Want to Help Your Neighbors After the Fires? Here's How (a partial list)

Nov 3, 2017

Poster with message that appeared immediately after the fires.
Credit KRCB/Steve Mencher

The recent fire crisis has prompted an outpouring of support from Sonoma County and beyond. But with fire cost estimates in the billions, more is needed. An infusion of cash is the highest priority for most fire victims, and for the organizations that serve them.

With overwhelming need comes an almost equally overwhelming number of worthy groups seeking donations, from small businesses with GoFundMe pages to large organizations. There are alliances for every sector of the population from undocumented immigrants, to firefighters to animals. Here are a few noteworthy organizations.

As of Friday, November 3, 2017, $17,704,874 has been donated to the 2017 North Bay Fire Relief Fundcreated by Redwood Credit Union (RCU), in partnership with the RCU Community Fund, Inc., the Santa Rosa Press Democrat and Senator Mike McGuire.

A spokesman for Santa Rosa-based Ernest L. and Ruth W. Finley Foundation said they choose to donate through the North Bay Fire Relief Fund because of the urgent need to get money to victims quickly. “The North Bay Fire Relief Fund was already set up as a 501(c)(3). People were really traumatized, they needed help immediately, and it’s a local fund, run by good people.”

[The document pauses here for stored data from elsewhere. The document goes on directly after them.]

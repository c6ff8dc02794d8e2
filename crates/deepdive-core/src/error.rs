use std::path::PathBuf;
use std::time::Duration;

use thiserror::Error;

use crate::session::Phase;

/// Core error type for DeepDive.
#[derive(Debug, Error)]
pub enum DeepDiveError {
    #[error("configuration error: {0}")]
    InvalidConfiguration(String),
    #[error("missing environment variable: {0}")]
    MissingSecret(String),
    #[error("I/O error while reading {path}: {source}")]
    ConfigIo {
        path: PathBuf,
        #[source]
        source: std::io::Error,
    },
    #[error("session not found: {0}")]
    SessionNotFound(String),
    #[error("caller is not allowed to access session {0}")]
    Unauthorized(String),
    #[error("invalid input: {0}")]
    InvalidInput(String),
    #[error(transparent)]
    Store(#[from] StoreError),
    #[error(transparent)]
    Other(#[from] anyhow::Error),
}

impl DeepDiveError {
    pub fn config_io(path: PathBuf, source: std::io::Error) -> Self {
        Self::ConfigIo { path, source }
    }
}

/// Failures raised by a Knowledge Store backend.
#[derive(Debug, Error)]
pub enum StoreError {
    #[error("storage backend failure: {0}")]
    Backend(String),
    #[error("corrupt session record {session_id}: {reason}")]
    Corrupt { session_id: String, reason: String },
    #[error("session {0} already exists")]
    Conflict(String),
    #[cfg(feature = "postgres-store")]
    #[error(transparent)]
    Database(#[from] sqlx::Error),
}

impl StoreError {
    pub fn corrupt(session_id: impl Into<String>, reason: impl Into<String>) -> Self {
        Self::Corrupt {
            session_id: session_id.into(),
            reason: reason.into(),
        }
    }
}

/// A failure while executing one phase of a session.
///
/// The `Display` output is what gets persisted as the session's error message.
#[derive(Debug, Error)]
pub enum StepError {
    #[error("{stage} model call failed: {source:#}")]
    Model {
        stage: &'static str,
        #[source]
        source: anyhow::Error,
    },
    #[error("search for \"{query}\" failed: {source:#}")]
    Search {
        query: String,
        #[source]
        source: anyhow::Error,
    },
    #[error("{phase} step exceeded its deadline of {}ms", .after.as_millis())]
    Timeout { phase: Phase, after: Duration },
    #[error("unusable {stage} output: {reason}")]
    Unparseable { stage: &'static str, reason: String },
    #[error(transparent)]
    Store(#[from] StoreError),
}

impl StepError {
    pub fn model(stage: &'static str, source: anyhow::Error) -> Self {
        Self::Model { stage, source }
    }

    pub fn unparseable(stage: &'static str, reason: impl Into<String>) -> Self {
        Self::Unparseable {
            stage,
            reason: reason.into(),
        }
    }
}

/// Errors surfaced to whoever invoked `advance`.
///
/// Step failures are not represented here: they are persisted on the session
/// and reported through `AdvanceOutcome::Failed`.
#[derive(Debug, Error)]
pub enum DriverError {
    #[error("session not found: {0}")]
    NotFound(String),
    #[error(transparent)]
    Store(#[from] StoreError),
}

impl From<DriverError> for DeepDiveError {
    fn from(value: DriverError) -> Self {
        match value {
            DriverError::NotFound(id) => DeepDiveError::SessionNotFound(id),
            DriverError::Store(err) => DeepDiveError::Store(err),
        }
    }
}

RCU is paying all administrative expenses, so 100 percent of donations go directly to aid fire victims. Information on how much money has been collected, and how it’s been disbursed is updated frequently on RCU’s website.

Funds are allocated based on the greatest immediate need. Millions are earmarked for emergency food and housing for families who lost their homes in Sonoma, Napa, Lake and Mendocino counties. About $225,000 has already been spent on urgent food needs and $200,000 has been allocated to first responders who lost their homes while helping to save other structures. Approximately 3000 gift cards for $250 each will be distributed through schools to families of school-aged children who have lost their homes so they can purchase school clothes and supplies.

Another fund, the UndocuFund, is a nonprofit organization serving undocumented immigrants living in Sonoma County who have lost housing, vehicles and/or work as a result of the fires. Undocumented immigrants do not qualify for aid from FEMA. Aid from other sources may also be difficult to access due to identification requirements, language barriers and lack of familiarity or trust in government agencies and financial institutions.

Representatives from the Graton Day Labor Center, North Bay Organizing Project, and North Bay Jobs with Justice, in consultation with affected immigrants, have developed a streamlined application process, and a standardized formula for grant amounts. With 100 percent of donations going directly to fire victims, the UndocuFund has received support from The California EndowmentThe California Wellness Foundation, the Community Foundation Sonoma County Resilience Fund, Gretchen and Jim Sandler of the Sandler Philanthropic Fund, the Evelyn & Walter Haas, Jr. Fund, and the Hill-Snowdon Foundation.

The Direct Impact Fund, in partnership with GoFundMe, has a central web page showcasing verified California Fire Relief fundraisers. Donations are tax-deductible and go directly to support charities and individuals in need. Reading their stories will break your heart and give you hope for humanity. Megan Stanley, a high school senior currently residing in New Mexico, has raised over $10,000 for her ex-employers who lost everything in Napa. Anova, a school for autistic children, lost its entire campus in Santa Rosa, including the $75,000 playground structure it spent two years fundraising to obtain. It was delivered a few days before the fire and burned to the ground in a box. Despite donations by over 1000 people in the last 22 days, Anova is only a quarter of the way to its goal. Charlie and Andrea McEvoy’s campaign to fund the construction of two tiny homes is almost 50 percent funded. Owners of McEvoy Construction, they plan to donate the minuscule, but fully self-contained, homes built on trailers after completion.

Animals care facilities have stretched their resources to care for pets affected by the fires. Napa-based Wine Country Animal Lovers, St. Helena-based Jameson Animal Rescue Ranch, Petaluma Animal Services Foundation and the Marin Humane Society are seeking donations to offset the cost of treating four legged fire victims.

Fight compassion fatigue by having fun while you donate. Tipping Point Emergency Relief Fund has organized a benefit concert featuring Metallica, Dave Matthews, G-Eazy and other artists. Band Together Bay Area will be hosted at AT&T Park in San Francisco on Thursday, Nov. 9. Every penny of ticket sales will go to the Tipping Point Emergency Relief Fund to help low-income communities recover and rebuild. For ticket information see www.bandtogetherbayarea.org.

The effects of the most devastating fires in California’s history will, unfortunately, continue for months and years. Hopefully, innovative fundraising combined with generosity and perseverance will provide immediate, mid-term, and long-term help to those in need.